42 To Michael Tolkien
[After taking part with his gun-battery in the defence of aerodromes during the Battle of Britain, Michael was injured in an accident with an army vehicle during night training, and was sent to hospital in Worcester. This is one of several letters his father sent to him there.]
12 January 1941
20 Northmoor Road, Oxford
My dearest Mick,
It seems a long time since I wrote: and it has been a rather dreary and busy time, with a foul east wind blowing steadily, day after day, and the weather varying from bone-piercing cold to grey damp chill I have had one amusement lately: Dr Havard1 took me and the Lewis brothers2 out to a pub at Appleton on a snowy skiddy night last Tuesday. J.B. had given me a little pot of snuff as a birthday present. So I brought it out of my pocket and read out the ancient label: ‘AS SUPPLIED to THEIR MAJESTIES the KINGS of HANOVER & BELGIUM etc. the DUKE of CUMBERLAND and the DUCHESS of KENT’. ‘Will any one have any?’ I said. Many horny hands of yokels were thrust out. And several caplifting explosions followed! You had better not tell J.B. what I did with (a small portion) of the precious Fribourg and Treyer stuff. Major Lewis – unaware that Blackwell3 lives at Appleton and that the locals were all ears – gave an amusing account of visiting Blackwell’s shop with Hugo Dyson.4 When he came to the point at which the assistant returned to Hugo and said: Sorry, sir, we have no second-hand copy, but we have a new copy (and H. replied Well, rub it on the floor and make it second-hand: it’s all the same to me), there was loud applause. Apart from this brief interlude, life has been rather dull, and much too full of committees and legislative business, which has kept me up late several nights. . . . .

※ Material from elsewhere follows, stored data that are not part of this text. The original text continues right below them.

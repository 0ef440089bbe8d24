//! Presentation settings for the wheel.
//!
//! Only look-and-feel lives here: canvas size, hub size, palette, fonts and
//! the two sound clips. Spin timing and confetti physics are fixed in
//! [`crate::consts`].

#[cfg(test)]
#[path = "config_test.rs"]
mod config_test;

use serde::{Deserialize, Serialize};

pub const DEFAULT_RADIUS: f64 = 150.0;
pub const DEFAULT_HUB_RADIUS: f64 = 40.0;
pub const DEFAULT_PALETTE: [&str; 5] = ["#FF6B6B", "#4ECDC4", "#FFD93D", "#6A4C93", "#1A535C"];
pub const DEFAULT_LABEL_FONT: &str = "bold 16px Arial";
pub const DEFAULT_TICK_SOUND_URL: &str = "https://actions.google.com/sounds/v1/cartoon/wood_plank_flicks.ogg";
pub const DEFAULT_WIN_SOUND_URL: &str = "https://actions.google.com/sounds/v1/cartoon/clang_and_wobble.ogg";

/// Errors produced while reading a [`WheelConfig`].
#[derive(Debug, thiserror::Error)]
pub enum ConfigError {
    /// The config text is not valid JSON for this shape.
    #[error("invalid wheel config: {0}")]
    Parse(#[from] serde_json::Error),
    /// A numeric field is zero, negative or not finite.
    #[error("{field} must be a positive number, got {value}")]
    NotPositive { field: &'static str, value: f64 },
    /// The hub would not fit inside the wheel.
    #[error("hub radius {hub} must be smaller than wheel radius {radius}")]
    HubTooLarge { hub: f64, radius: f64 },
    /// No slice colors were given.
    #[error("palette must contain at least one color")]
    EmptyPalette,
}

/// Look-and-feel settings. Every field falls back to its default when absent.
#[derive(Debug, Clone, PartialEq, Serialize, Deserialize)]
#[serde(default)]
pub struct WheelConfig {
    /// Wheel radius in CSS pixels; the canvas is `2 * radius` on each side.
    pub radius: f64,
    /// Radius of the clickable center hub.
    pub hub_radius: f64,
    /// Slice and confetti colors, cycled by index.
    pub palette: Vec<String>,
    /// Canvas font used for slice labels and the hub caption.
    pub label_font: String,
    pub tick_sound_url: String,
    pub win_sound_url: String,
}

impl Default for WheelConfig {
    fn default() -> Self {
        Self {
            radius: DEFAULT_RADIUS,
            hub_radius: DEFAULT_HUB_RADIUS,
            palette: DEFAULT_PALETTE.iter().map(|c| (*c).to_owned()).collect(),
            label_font: DEFAULT_LABEL_FONT.to_owned(),
            tick_sound_url: DEFAULT_TICK_SOUND_URL.to_owned(),
            win_sound_url: DEFAULT_WIN_SOUND_URL.to_owned(),
        }
    }
}

impl WheelConfig {
    /// Parse and validate a config from JSON text.
    ///
    /// # Errors
    ///
    /// Returns [`ConfigError`] if the JSON is malformed or a value is out of range.
    pub fn from_json(raw: &str) -> Result<Self, ConfigError> {
        let config: Self = serde_json::from_str(raw)?;
        config.validate()?;
        Ok(config)
    }

    /// Check value ranges.
    ///
    /// # Errors
    ///
    /// Returns the first [`ConfigError`] found.
    pub fn validate(&self) -> Result<(), ConfigError> {
        for (field, value) in [("radius", self.radius), ("hub_radius", self.hub_radius)] {
            if !value.is_finite() || value <= 0.0 {
                return Err(ConfigError::NotPositive { field, value });
            }
        }
        if self.hub_radius >= self.radius {
            return Err(ConfigError::HubTooLarge { hub: self.hub_radius, radius: self.radius });
        }
        if self.palette.is_empty() {
            return Err(ConfigError::EmptyPalette);
        }
        Ok(())
    }

    /// Canvas edge length in CSS pixels.
    #[must_use]
    pub fn canvas_size(&self) -> f64 {
        self.radius * 2.0
    }

    /// Color for palette slot `index`, wrapping around.
    #[must_use]
    pub fn color(&self, index: usize) -> &str {
        if self.palette.is_empty() {
            return DEFAULT_PALETTE[index % DEFAULT_PALETTE.len()];
        }
        &self.palette[index % self.palette.len()]
    }
}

Air Raid warnings are frequent here, but (so far) remain just Warnings … I fancy things will ‘blow up’ earlier this year than last – weather permitting – and that we shall have a pretty hectic time in every corner of this island! It is also plain that our dear old friends the U.S.S.R. are up to some mischief.5 It is a pretty close race with time. . . . . I don’t suppose mere ‘citizens’ really have any knowledge of what is going on. But plain reasoning seems to show that Hitler must attack this country direct and v. heavily soon, and before the summer. Meanwhile the ‘Daily Worker’6 is cried in the streets unmolested. We shall have some lively times after the War even if we win it as far as Germany is concerned.
God bless you, my dear son. I pray for you constantly. Remember me. Do you want anything specially?